DESCRIPTION OF THE TASK ::
Below are some records; retype all of them exactly.

DATA FOR REVIEW ::
▼

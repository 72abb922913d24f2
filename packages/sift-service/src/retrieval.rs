use serde::{Deserialize, Serialize};
use serde_json::Value;

use sift_domain::{cancel::CancelToken, text};
use sift_storage::{
	models::ListingMatch,
	queries::{ListingFilters, NearestListingsQuery},
};

use crate::{Error, ListingStore, Result};

/// Descriptions shown to the ranking model are capped at this many characters, ellipsis included.
pub const PROMPT_DESCRIPTION_MAX_CHARS: usize = 220;

#[derive(Clone, Debug, Default, PartialEq, Eq, Hash, Serialize, Deserialize)]
#[serde(rename_all = "camelCase")]
pub struct SearchFilters {
	#[serde(default, rename = "type", skip_serializing_if = "Option::is_none")]
	pub slot_type: Option<String>,
	#[serde(default, skip_serializing_if = "Option::is_none")]
	pub category: Option<String>,
	#[serde(default, skip_serializing_if = "Option::is_none")]
	pub available_only: Option<bool>,
}
impl SearchFilters {
	/// Trims values and drops blanks so `""` and an absent filter mean the same thing.
	pub fn normalized(&self) -> Self {
		fn clean(value: &Option<String>) -> Option<String> {
			value.as_deref().map(str::trim).filter(|v| !v.is_empty()).map(str::to_string)
		}

		Self {
			slot_type: clean(&self.slot_type),
			category: clean(&self.category),
			available_only: self.available_only.filter(|only| *only),
		}
	}

	fn as_listing_filters(&self) -> ListingFilters<'_> {
		ListingFilters {
			slot_type: self.slot_type.as_deref(),
			category: self.category.as_deref(),
			available_only: self.available_only.unwrap_or(false),
		}
	}
}

/// A listing returned by vector search, before or after ranking.
#[derive(Clone, Debug, PartialEq, Serialize, Deserialize)]
#[serde(rename_all = "camelCase")]
pub struct CandidateListing {
	pub id: String,
	pub name: String,
	#[serde(rename = "type")]
	pub slot_type: String,
	pub category: Option<String>,
	pub description: Option<String>,
	pub price: f64,
	pub available: bool,
	pub sponsor_name: String,
	pub sponsor_verified: bool,
	pub engagement_count: i64,
	/// Cosine similarity to the query, in `[0, 1]`.
	pub similarity: f32,
}
impl CandidateListing {
	/// The subset of attributes the ranking model sees.
	pub fn prompt_view(&self) -> Value {
		let description = self
			.description
			.as_deref()
			.map(|d| text::truncate_with_ellipsis(d, PROMPT_DESCRIPTION_MAX_CHARS))
			.unwrap_or_default();

		serde_json::json!({
			"id": self.id,
			"name": self.name,
			"type": self.slot_type,
			"category": self.category,
			"price": self.price,
			"sponsorVerified": self.sponsor_verified,
			"description": description,
		})
	}
}
impl From<ListingMatch> for CandidateListing {
	fn from(row: ListingMatch) -> Self {
		Self {
			id: row.slot_id,
			name: row.name,
			slot_type: row.slot_type,
			category: row.category,
			description: row.description,
			price: row.price,
			available: row.is_available,
			sponsor_name: row.sponsor_name,
			sponsor_verified: row.sponsor_verified,
			engagement_count: row.engagement_count,
			similarity: clamp_similarity(row.similarity),
		}
	}
}

pub struct VectorRetriever<'a> {
	store: &'a dyn ListingStore,
	ef_search: u32,
}
impl<'a> VectorRetriever<'a> {
	pub fn new(store: &'a dyn ListingStore, ef_search: u32) -> Self {
		Self { store, ef_search }
	}

	/// Nearest listings by cosine similarity, descending, at or above `similarity_threshold`.
	pub async fn retrieve(
		&self,
		embedding: &[f32],
		filters: &SearchFilters,
		similarity_threshold: f32,
		top_k: u32,
		cancel: &CancelToken,
	) -> Result<Vec<CandidateListing>> {
		if !(0.0..=1.0).contains(&similarity_threshold) {
			return Err(Error::InvalidRequest {
				message: "similarity_threshold must be in the range 0.0-1.0.".to_string(),
			});
		}
		if !(1..=sift_config::TOP_K_CEILING).contains(&top_k) {
			return Err(Error::InvalidRequest {
				message: format!("top_k must be between 1 and {}.", sift_config::TOP_K_CEILING),
			});
		}

		let query = NearestListingsQuery {
			embedding,
			filters: filters.as_listing_filters(),
			similarity_threshold,
			limit: top_k,
			ef_search: self.ef_search,
		};
		let rows = cancel.run(self.store.nearest(query)).await.ok_or(Error::RequestTimeout)??;

		tracing::debug!(candidates = rows.len(), top_k, "Vector retrieval finished.");

		Ok(rows.into_iter().map(CandidateListing::from).collect())
	}
}

fn clamp_similarity(value: f32) -> f32 {
	if value.is_nan() { 0.0 } else { value.clamp(0.0, 1.0) }
}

▲

COMPLETED TASK ::
repository 72abb922913d24f2
filename packages/sift-service/src/retrieval.rs
use serde::{Deserialize, Serialize};
use serde_json::Value;

use sift_domain::{cancel::CancelToken, text};
use sift_storage::{
	models::ListingMatch,
	queries::{ListingFilters, NearestListingsQuery},
};

use crate::{Error, ListingStore, Result};

/// Descriptions shown to the ranking model are capped at this many characters, ellipsis included.
pub const PROMPT_DESCRIPTION_MAX_CHARS: usize = 220;

#[derive(Clone, Debug, Default, PartialEq, Eq, Hash, Serialize, Deserialize)]
#[serde(rename_all = "camelCase")]
pub struct SearchFilters {
	#[serde(default, rename = "type", skip_serializing_if = "Option::is_none")]
	pub slot_type: Option<String>,
	#[serde(default, skip_serializing_if = "Option::is_none")]
	pub category: Option<String>,
	#[serde(default, skip_serializing_if = "Option::is_none")]
	pub available_only: Option<bool>,
}
impl SearchFilters {
	/// Trims values and drops blanks so `""` and an absent filter mean the same thing.
	pub fn normalized(&self) -> Self {
		fn clean(value: &Option<String>) -> Option<String> {
			value.as_deref().map(str::trim).filter(|v| !v.is_empty()).map(str::to_string)
		}

		Self {
			slot_type: clean(&self.slot_type),
			category: clean(&self.category),
			available_only: self.available_only.filter(|only| *only),
		}
	}

	fn as_listing_filters(&self) -> ListingFilters<'_> {
		ListingFilters {
			slot_type: self.slot_type.as_deref(),
			category: self.category.as_deref(),
			available_only: self.available_only.unwrap_or(false),
		}
	}
}

/// A listing returned by vector search, before or after ranking.
#[derive(Clone, Debug, PartialEq, Serialize, Deserialize)]
#[serde(rename_all = "camelCase")]
pub struct CandidateListing {
	pub id: String,
	pub name: String,
	#[serde(rename = "type")]
	pub slot_type: String,
	pub category: Option<String>,
	pub description: Option<String>,
	pub price: f64,
	pub available: bool,
	pub sponsor_name: String,
	pub sponsor_verified: bool,
	pub engagement_count: i64,
	/// Cosine similarity to the query, in `[0, 1]`.
	pub similarity: f32,
}
impl CandidateListing {
	/// The subset of attributes the ranking model sees.
	pub fn prompt_view(&self) -> Value {
		let description = self
			.description
			.as_deref()
			.map(|d| text::truncate_with_ellipsis(d, PROMPT_DESCRIPTION_MAX_CHARS))
			.unwrap_or_default();

		serde_json::json!({
			"id": self.id,
			"name": self.name,
			"type": self.slot_type,
			"category": self.category,
			"price": self.price,
			"sponsorVerified": self.sponsor_verified,
			"description": description,
		})
	}
}
impl From<ListingMatch> for CandidateListing {
	fn from(row: ListingMatch) -> Self {
		Self {
			id: row.slot_id,
			name: row.name,
			slot_type: row.slot_type,
			category: row.category,
			description: row.description,
			price: row.price,
			available: row.is_available,
			sponsor_name: row.sponsor_name,
			sponsor_verified: row.sponsor_verified,
			engagement_count: row.engagement_count,
			similarity: clamp_similarity(row.similarity),
		}
	}
}

pub struct VectorRetriever<'a> {
	store: &'a dyn ListingStore,
	ef_search: u32,
}
impl<'a> VectorRetriever<'a> {
	pub fn new(store: &'a dyn ListingStore, ef_search: u32) -> Self {
		Self { store, ef_search }
	}

	/// Nearest listings by cosine similarity, descending, at or above `similarity_threshold`.
	pub async fn retrieve(
		&self,
		embedding: &[f32],
		filters: &SearchFilters,
		similarity_threshold: f32,
		top_k: u32,
		cancel: &CancelToken,
	) -> Result<Vec<CandidateListing>> {
		if !(0.0..=1.0).contains(&similarity_threshold) {
			return Err(Error::InvalidRequest {
				message: "similarity_threshold must be in the range 0.0-1.0.".to_string(),
			});
		}
		if !(1..=sift_config::TOP_K_CEILING).contains(&top_k) {
			return Err(Error::InvalidRequest {
				message: format!("top_k must be between 1 and {}.", sift_config::TOP_K_CEILING),
			});
		}

		let query = NearestListingsQuery {
			embedding,
			filters: filters.as_listing_filters(),
			similarity_threshold,
			limit: top_k,
			ef_search: self.ef_search,
		};
		let rows = cancel.run(self.store.nearest(query)).await.ok_or(Error::RequestTimeout)??;

		tracing::debug!(candidates = rows.len(), top_k, "Vector retrieval finished.");

		Ok(rows.into_iter().map(CandidateListing::from).collect())
	}
}

fn clamp_similarity(value: f32) -> f32 {
	if value.is_nan() { 0.0 } else { value.clamp(0.0, 1.0) }
}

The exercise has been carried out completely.